Collected data:
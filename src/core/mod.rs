//! Core module - persistence, validation and list synchronization

pub mod config;
pub mod controller;
pub mod dashboard;
pub mod repository;
pub mod snapshot;
pub mod store;
pub mod validation;
pub mod workspace;

pub use config::Config;
pub use controller::{ControllerError, EntityController, SaveOutcome};
pub use dashboard::{format_usd, DashboardMetrics, LowStockItem, LOW_STOCK_THRESHOLD};
pub use repository::{Record, Repository};
pub use snapshot::{Snapshot, SyncOutcome};
pub use store::{Store, StoreError};
pub use validation::{FormInput, NumberKind, ValidationError};
pub use workspace::{Workspace, WorkspaceError};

▸ **REQUIRED ACTION**
Locate the word "dashboard" in the data above. Copy every line carrying it.

▸ **SOLVED PROBLEM**
pub mod dashboard;
pub use dashboard::{format_usd, DashboardMetrics, LowStockItem, LOW_STOCK_THRESHOLD};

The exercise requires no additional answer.